Zu Kundgebungen der AfD in Görlitz z.B. mit Alice Weidel, Jörg Urban oder Alexander Gauland versammelten bis zu 1.000 Teilnehmende. An diesen Veranstaltungen nahmen immer wieder rechtsoffene und rechtsextreme Akteur*innen, die außerhalb der AfD aktiv sind, teil.
Der Versuch in Görlitz eine Ortsgruppe der "Junge Alternative" (im Januar 2025 aufgelöste Jugendorganisation der AfD) (https://www.tagesschau.de/investigativ/ndr-wdr/afd-junge-alternative-104.html) aufzubauen, scheiterte jedoch. Es kam vereinzelt zu kleinen Aktionen in der Region, Kegelabenden und Infoständen im Stadtgebiet.
Die Vernetzung und Agitation der Akteur*innen oder Gruppen fungierte meist über Printmedien wie Flyer, Plakate und Aufrufe. Dabei konnten rechte Jugendliche im Landkreis Görlitz an internen und öffentlichen rechtsextremen Veranstaltungen teilnehmen und sich vernetzen.
Das Social Media Verhalten der rechtsorientierten Jugendlichen via Facebook, Twitter und YouTube nahm zu.
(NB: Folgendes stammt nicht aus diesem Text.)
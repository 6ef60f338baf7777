//! Computed Implementation
//!
//! A Computed is a cached derived value that re-evaluates only when its
//! dependencies change.
//!
//! # How Computed Values Work
//!
//! 1. On first access, the computed runs its derivation and caches the result.
//!
//! 2. When accessed again with no write anywhere since, it returns the cache
//!    without looking at anything else.
//!
//! 3. When a dependency is written, the computed is marked pending.
//!
//! 4. On next access, it re-checks whether any dependency's value actually
//!    changed, refreshing computed dependencies first.
//!
//! 5. If one did, recompute. Otherwise, mark it verified and return the cache.
//!
//! A new result equal to the cached one (`PartialEq`) does not count as a
//! change, so readers further down do not recompute either.
//!
//! # Going Cold
//!
//! When the last subscriber of a computed goes away, it drops its own
//! dependency links and is recomputed on the next read. Nothing upstream
//! keeps it alive or notifies it in the meantime.

use std::cell::RefCell;
use std::fmt::{self, Debug};
use std::rc::{Rc, Weak};

use super::disposer::Disposer;
use super::runtime::Runtime;
use super::trigger::Trigger;
use crate::error::{BoxError, Error, Result};
use crate::graph::{Node, NodeId, NodeKind, Payload};

/// Type-erased re-evaluation, called by the runtime.
pub(crate) trait Derive {
    /// Run the derivation and store its result. Returns whether the stored
    /// value changed.
    fn derive(&self) -> std::result::Result<bool, BoxError>;
}

type Derivation<T> = Box<dyn Fn() -> std::result::Result<T, BoxError>>;

struct ComputedInner<T> {
    rt: Runtime,
    id: NodeId,
    value: RefCell<Option<T>>,
    derivation: Derivation<T>,
}

impl<T: PartialEq> Derive for ComputedInner<T> {
    fn derive(&self) -> std::result::Result<bool, BoxError> {
        let next = (self.derivation)()?;
        let mut value = self.value.borrow_mut();
        if value.as_ref() == Some(&next) {
            return Ok(false);
        }
        *value = Some(next);
        Ok(true)
    }
}

impl<T> Drop for ComputedInner<T> {
    fn drop(&mut self) {
        self.rt.inner().release(self.id);
    }
}

/// A cached derived value that recomputes only when dependencies change.
///
/// # Type Parameters
///
/// - `T`: The type of the computed value. Must be Clone + PartialEq.
///
/// The PartialEq bound is needed to detect when the computed value actually
/// changed (some computed values return the same value even if inputs
/// changed).
pub struct Computed<T> {
    inner: Rc<ComputedInner<T>>,
}

impl Runtime {
    /// Create a computed value. The derivation does not run until the first
    /// read.
    pub fn computed<T, F>(&self, f: F) -> Computed<T>
    where
        T: Clone + PartialEq + 'static,
        F: Fn() -> T + 'static,
    {
        self.try_computed(move || Ok::<T, BoxError>(f()))
    }

    /// Create a computed value whose derivation can fail.
    ///
    /// A failed derivation leaves the cached value at its last successful
    /// state, and the next read tries again.
    pub fn try_computed<T, E, F>(&self, f: F) -> Computed<T>
    where
        T: Clone + PartialEq + 'static,
        E: Into<BoxError>,
        F: Fn() -> std::result::Result<T, E> + 'static,
    {
        let id = self
            .inner()
            .graph
            .borrow_mut()
            .insert(Node::new(NodeKind::Computed));
        let inner = Rc::new(ComputedInner {
            rt: self.clone(),
            id,
            value: RefCell::new(None),
            derivation: Box::new(move || f().map_err(Into::into)),
        });

        let derive: Weak<dyn Derive> = Rc::downgrade(&inner) as Weak<dyn Derive>;
        if let Some(node) = self.inner().graph.borrow_mut().node_mut(id) {
            node.payload = Payload::Computed(derive);
        }
        Computed { inner }
    }
}

impl<T> Computed<T>
where
    T: Clone + PartialEq + 'static,
{
    /// Get the computed's node ID.
    pub fn id(&self) -> NodeId {
        self.inner.id
    }

    /// Get the current value, recomputing if necessary.
    ///
    /// This is the main entry point for reading a computed value. Inside a
    /// reactive context it also links the reader to this computed.
    pub fn get(&self) -> Result<T> {
        let rt = self.inner.rt.inner();
        let id = self.inner.id;
        rt.dispatch(|| {
            rt.refresh(id)?;
            rt.track(id);
            Ok(())
        })?;
        self.cached()
    }

    /// Get the current value without linking the reader to it.
    pub fn get_untracked(&self) -> Result<T> {
        let rt = self.inner.rt.inner();
        rt.dispatch(|| rt.refresh(self.inner.id))?;
        self.cached()
    }

    fn cached(&self) -> Result<T> {
        self.inner
            .value
            .borrow()
            .clone()
            .ok_or(Error::Disposed(self.inner.id))
    }

    /// Hand re-evaluation triggers to `runner` instead of releasing the
    /// effects below this computed right away.
    ///
    /// Effects reading this computed are marked but not run when an upstream
    /// write reaches it. They run once the runner fires its [`Trigger`]. Reads
    /// are unaffected and always see the current value.
    pub fn with_runner(self, runner: impl Fn(Trigger) + 'static) -> Self {
        if let Some(node) = self.inner.rt.inner().graph.borrow_mut().node_mut(self.inner.id) {
            node.runner = Some(Rc::new(runner));
        }
        self
    }

    /// Register an activation handler, see [`Signal::on_activate`].
    ///
    /// A computed is active while an effect depends on it.
    ///
    /// [`Signal::on_activate`]: super::Signal::on_activate
    pub fn on_activate(&self, handler: impl FnMut(bool) + 'static) -> Disposer {
        self.inner.rt.on_activate(self.inner.id, handler)
    }

    /// Get the number of subscribers.
    pub fn subscriber_count(&self) -> usize {
        self.inner.rt.subscriber_count(self.inner.id)
    }

    /// Get the number of dependencies read by the last derivation that is
    /// still linked.
    pub fn dependency_count(&self) -> usize {
        self.inner.rt.dependency_count(self.inner.id)
    }

    pub fn is_active(&self) -> bool {
        self.inner.rt.is_active(self.inner.id)
    }
}

impl<T> Clone for Computed<T> {
    fn clone(&self) -> Self {
        Self {
            inner: Rc::clone(&self.inner),
        }
    }
}

impl<T> Debug for Computed<T>
where
    T: Debug,
{
    fn fmt(&self, f: &mut fmt::Formatter<'_>) -> fmt::Result {
        f.debug_struct("Computed")
            .field("id", &self.inner.id)
            .field("cached", &*self.inner.value.borrow())
            .finish()
    }
}

// ----------------------------------------------------------------------------
// Tests
// ----------------------------------------------------------------------------

#[cfg(test)]
mod tests {
    use super::*;
    use std::cell::Cell;

    fn counted<T: 'static>(
        count: &Rc<Cell<usize>>,
        f: impl Fn() -> T + 'static,
    ) -> impl Fn() -> T + 'static {
        let count = count.clone();
        move || {
            count.set(count.get() + 1);
            f()
        }
    }

    #[test]
    fn computed_caches_value() {
        let rt = Runtime::new();
        let runs = Rc::new(Cell::new(0));
        let computed = rt.computed(counted(&runs, || 42));

        // Not computed yet
        assert_eq!(runs.get(), 0);

        assert_eq!(computed.get().unwrap(), 42);
        assert_eq!(computed.get().unwrap(), 42);
        assert_eq!(runs.get(), 1);
    }

    #[test]
    fn computed_recomputes_after_change() {
        let rt = Runtime::new();
        let a = rt.signal(1);
        let runs = Rc::new(Cell::new(0));
        let doubled = rt.computed(counted(&runs, {
            let a = a.clone();
            move || a.get() * 2
        }));

        assert_eq!(doubled.get().unwrap(), 2);
        a.set(3).unwrap();
        assert_eq!(doubled.get().unwrap(), 6);
        assert_eq!(runs.get(), 2);
    }

    #[test]
    fn unchanged_result_does_not_propagate() {
        let rt = Runtime::new();
        let a = rt.signal(2);
        let parity_runs = Rc::new(Cell::new(0));
        let label_runs = Rc::new(Cell::new(0));
        let parity = rt.computed(counted(&parity_runs, {
            let a = a.clone();
            move || a.get() % 2
        }));
        let label = rt.computed(counted(&label_runs, {
            let parity = parity.clone();
            move || if matches!(parity.get(), Ok(0)) { "even" } else { "odd" }
        }));

        assert_eq!(label.get().unwrap(), "even");
        a.set(4).unwrap();
        assert_eq!(label.get().unwrap(), "even");

        assert_eq!(parity_runs.get(), 2);
        assert_eq!(label_runs.get(), 1);
    }

    #[test]
    fn unrelated_writes_do_not_recompute() {
        let rt = Runtime::new();
        let a = rt.signal(1);
        let other = rt.signal(0);
        let runs = Rc::new(Cell::new(0));
        let doubled = rt.computed(counted(&runs, {
            let a = a.clone();
            move || a.get() * 2
        }));

        doubled.get().unwrap();
        other.set(1).unwrap();
        doubled.get().unwrap();
        assert_eq!(runs.get(), 1);
    }

    #[test]
    fn failed_derivation_keeps_last_value_and_retries() {
        let rt = Runtime::new();
        let a = rt.signal(1);
        let computed = rt.try_computed({
            let a = a.clone();
            move || match a.get() {
                n if n < 0 => Err(format!("negative: {n}")),
                n => Ok(n * 10),
            }
        });

        assert_eq!(computed.get().unwrap(), 10);
        a.set(-1).unwrap();
        let err = computed.get().unwrap_err();
        assert!(matches!(err, Error::Derivation { node, .. } if node == computed.id()));
        assert!(err.to_string().contains("negative: -1"));
        assert_eq!(*computed.inner.value.borrow(), Some(10));

        a.set(2).unwrap();
        assert_eq!(computed.get().unwrap(), 20);
    }

    #[test]
    fn reading_itself_is_a_cycle() {
        let rt = Runtime::new();
        let slot: Rc<RefCell<Option<Computed<i32>>>> = Rc::new(RefCell::new(None));
        let computed = rt.try_computed({
            let slot = slot.clone();
            move || -> Result<i32> {
                let this = slot.borrow().clone();
                match this {
                    Some(this) => Ok(this.get()? + 1),
                    None => Ok(0),
                }
            }
        });
        *slot.borrow_mut() = Some(computed.clone());

        let err = computed.get().unwrap_err();
        assert!(matches!(err, Error::Cycle(node) if node == computed.id()));
        slot.borrow_mut().take();
    }

    #[test]
    fn losing_last_subscriber_goes_cold() {
        let rt = Runtime::new();
        let a = rt.signal(1);
        let doubled = rt.computed({
            let a = a.clone();
            move || a.get() * 2
        });
        let effect = rt
            .effect({
                let doubled = doubled.clone();
                move || -> Result<()> {
                    doubled.get()?;
                    Ok(())
                }
            })
            .unwrap();
        assert!(doubled.is_active());
        assert!(a.is_active());
        assert_eq!(doubled.dependency_count(), 1);

        effect.dispose();
        assert!(!doubled.is_active());
        assert_eq!(doubled.dependency_count(), 0);
        assert_eq!(a.subscriber_count(), 0);

        // Still readable; it simply recomputes.
        a.set(5).unwrap();
        assert_eq!(doubled.get().unwrap(), 10);
    }

    #[test]
    fn warmup_read_does_not_activate() {
        let rt = Runtime::new();
        let a = rt.signal(1);
        let mounted = Rc::new(Cell::new(false));
        let _handler = a.on_activate({
            let mounted = mounted.clone();
            move |active| mounted.set(active)
        });
        let doubled = rt.computed({
            let a = a.clone();
            move || a.get() * 2
        });

        assert_eq!(doubled.get().unwrap(), 2);
        assert!(!mounted.get());
        assert!(!a.is_active());
    }
}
Auswirkungen der Rechten Raumnahme
05.04.2016
Ein 16- und ein 18-Jähriger Mensch aus dem Kosovo wurden am Dienstagabend von mehreren Jugendlichen angegriffen, weil sie sich mit deutschen Mädchen trafen. Während der Ältere nur leichte Verletzungen davontrug
25.08.2017
Nach dem Ende des Altstadtfestes am Donnerstag zogen gegen ein Uhr ca. 30 bis 40 Rechte durch Görlitz. Die Gruppe skandierte unter anderem "Sieg Heil", "Deutschland den Deutschen" und "Ausländer raus".
21.10.2019
Am Montagnachmittag hörten Anwohner*innen des Kreuzkirchenparks, dass aus dem Park heraus verfassungswidrige Parolen gerufen wurden. Alarmierte Polizist*innen stellten in dem Park drei Jugendliche im Alter von 14 und 15 Jahren fest. Zur Anzeigenaufnahme wurde der Rufende mit aufs Revier genommen. Seine Eltern konnten ihn später von dort abholen.